What is Content Scraping?

Have you run into content thieves, also known as content scrapers, during your blogging tenure? If not, you probably will at some point in your writing career. How do you know if your site has been scraped? All of your content will redirect through another site’s servers. These sites, such as BuzzMyFx, lead you to believe that you can check to see if your content is being stolen. You simply input your site name to see if your site is being scraped. When you do so, it will most likely state that you are not being scraped; however, these sites appear to be merely for stealing your content once you input your site name. Thankfully, BuzzMyFx is now down! But, beware…it (and others like it) will probably pop up on different domains.
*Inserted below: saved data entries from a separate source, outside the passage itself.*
use std::time::Duration;

use serde::Deserialize;

use pubsub_api::{DeliveryProtocol, TopicId};

use crate::error::PubSubError;

/// Manager configuration, parsed from TOML or built in code.
///
/// Exactly one of `topic_arn` / `topic_name` must be set.
#[derive(Debug, Clone, Default, Deserialize)]
pub struct ManagerConfig {
    /// Bind to an existing topic immediately.
    #[serde(default)]
    pub topic_arn: Option<String>,

    /// Create the topic by name in the background.
    #[serde(default)]
    pub topic_name: Option<String>,

    /// Protocol used when registering subscription endpoints.
    #[serde(default)]
    pub protocol: DeliveryProtocol,

    /// Upper bound on the create-topic call. None = wait indefinitely.
    #[serde(default)]
    pub create_timeout_ms: Option<u64>,

    /// Upper bound on each wait for readiness. None = wait indefinitely.
    #[serde(default)]
    pub ready_timeout_ms: Option<u64>,
}

/// Milliseconds, rounded into `1..=u64::MAX` so a short timeout never
/// becomes zero.
fn whole_millis(timeout: Duration) -> u64 {
    u64::try_from(timeout.as_millis()).unwrap_or(u64::MAX).max(1)
}

/// What the manager is bound to at construction.
#[derive(Debug, Clone, PartialEq, Eq)]
pub enum TopicTarget {
    Id(TopicId),
    Name(String),
}

impl ManagerConfig {
    pub fn with_topic_arn(arn: impl Into<String>) -> Self {
        Self { topic_arn: Some(arn.into()), ..Self::default() }
    }

    pub fn with_topic_name(name: impl Into<String>) -> Self {
        Self { topic_name: Some(name.into()), ..Self::default() }
    }

    pub fn create_timeout(mut self, timeout: Duration) -> Self {
        self.create_timeout_ms = Some(whole_millis(timeout));
        self
    }

    pub fn ready_timeout(mut self, timeout: Duration) -> Self {
        self.ready_timeout_ms = Some(whole_millis(timeout));
        self
    }

    /// Load configuration from a TOML file.
    pub fn load(path: &str) -> Result<Self, PubSubError> {
        let content = std::fs::read_to_string(path)
            .map_err(|e| PubSubError::Config(format!("{path}: {e}")))?;
        Self::parse(&content)
    }

    /// Parse configuration from a TOML string.
    pub fn parse(toml_str: &str) -> Result<Self, PubSubError> {
        toml::from_str(toml_str).map_err(|e| PubSubError::Config(e.to_string()))
    }

    /// Resolve the construction target. Both or neither set is an error,
    /// as is an empty value.
    pub fn target(&self) -> Result<TopicTarget, PubSubError> {
        match (self.topic_arn.as_deref(), self.topic_name.as_deref()) {
            (Some(_), Some(_)) => Err(PubSubError::Config(
                "topic_arn and topic_name are mutually exclusive".into(),
            )),
            (None, None) => Err(PubSubError::Config(
                "one of topic_arn or topic_name is required".into(),
            )),
            (Some(arn), None) if arn.trim().is_empty() => {
                Err(PubSubError::Config("topic_arn is empty".into()))
            }
            (None, Some(name)) if name.trim().is_empty() => {
                Err(PubSubError::Config("topic_name is empty".into()))
            }
            (Some(arn), None) => Ok(TopicTarget::Id(TopicId::new(arn))),
            (None, Some(name)) => Ok(TopicTarget::Name(name.to_string())),
        }
    }

    pub(crate) fn create_timeout_duration(&self) -> Option<Duration> {
        self.create_timeout_ms.map(Duration::from_millis)
    }

    pub(crate) fn ready_timeout_duration(&self) -> Option<Duration> {
        self.ready_timeout_ms.map(Duration::from_millis)
    }
}

#[cfg(test)]
mod tests {
    use super::*;
    use pretty_assertions::assert_eq;

    #[test]
    fn parse_topic_name_with_timeouts() {
        let config = ManagerConfig::parse(
            r#"
            topic_name = "orders"
            protocol = "http"
            create_timeout_ms = 5000
            "#,
        )
        .unwrap();
        assert_eq!(config.target().unwrap(), TopicTarget::Name("orders".into()));
        assert_eq!(config.protocol, DeliveryProtocol::Http);
        assert_eq!(config.create_timeout_duration(), Some(Duration::from_secs(5)));
        assert_eq!(config.ready_timeout_duration(), None);
    }

    #[test]
    fn parse_topic_arn() {
        let config = ManagerConfig::parse(r#"topic_arn = "arn:aws:sns:us-east-1:1:orders""#).unwrap();
        assert_eq!(
            config.target().unwrap(),
            TopicTarget::Id(TopicId::new("arn:aws:sns:us-east-1:1:orders"))
        );
        assert_eq!(config.protocol, DeliveryProtocol::Https);
    }

    #[test]
    fn both_targets_rejected() {
        let config = ManagerConfig {
            topic_arn: Some("arn".into()),
            topic_name: Some("name".into()),
            ..ManagerConfig::default()
        };
        assert!(matches!(config.target(), Err(PubSubError::Config(_))));
    }

    #[test]
    fn no_target_rejected() {
        assert!(matches!(ManagerConfig::default().target(), Err(PubSubError::Config(_))));
    }

    #[test]
    fn empty_name_rejected() {
        let config = ManagerConfig::with_topic_name("  ");
        assert!(matches!(config.target(), Err(PubSubError::Config(_))));
    }

    #[test]
    fn sub_millisecond_timeout_is_not_zero() {
        let config = ManagerConfig::with_topic_name("orders")
            .create_timeout(Duration::from_micros(300))
            .ready_timeout(Duration::MAX);
        assert_eq!(config.create_timeout_ms, Some(1));
        assert_eq!(config.ready_timeout_ms, Some(u64::MAX));
    }

    #[test]
    fn invalid_toml_is_config_error() {
        let err = ManagerConfig::parse("topic_name = ").unwrap_err();
        assert!(matches!(err, PubSubError::Config(_)));
    }
}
You may be wondering how sites like BuzzMyFx work. If you visit this type of site to be sure that your website content is not being scraped, once you enter your website name, your internet browser will connect to their server first. Next, their site mimics a browser and contacts your server for your page information. Once it has that information, the content scraper site changes the code on the page so all links are directed to them. These sites also put in their own StatCounter and rewrite the ad code so they get revenue from all of the ads on this page.

Content scraping sites are committing copyright infringement as well as stealing the revenue from ads on the scraped sites. So why do people create sites that scrape content? Because, once they get lots of sites redirected to them, this is a very lucrative business.

At this point, we’re sure you are wondering how to stop content scrapers. Every server keeps a log of each visit to one of their hosted sites. These logs include your IP address, the date and time of visit, what page you loaded and what website referred you. And webmasters know how to get the necessary information from these logs. If you suspect that your site has been scraped, contact your webmaster immediately! They can make changes to your .htaccess file (the file that controls who can see your site and what they can see) so the pages on the scraped version of your site will be replaced with a warning that your site has been scraped. In this warning, you can tell visitors to go to your real site but be sure your real site isn’t linked or it will be scraped again. Just spell out your site like this www dot WebsiteDesignAustinTexas dot com. If you are using a WordPress site, you can install the WP-Ban plugin to keep content thieves off of your site. With this plugin, you can list IP addresses that you want to keep off of your site and even leave a personal message for each IP address.

One more word of caution in this situation…if you contact a content scraper site that has stolen your content, DO NOT EVER sign anything that they send you. BuzzMyFx has been known to sell domain protection packages. This sounds great at first; however, these packages actually steal your legal right to your content, login in credentials, mailing list and any other personal information on your site. How can they do that? Well, it’s simple…if you sign a form given to you by a content thief; you just signed your rights to the information on your site over said thief.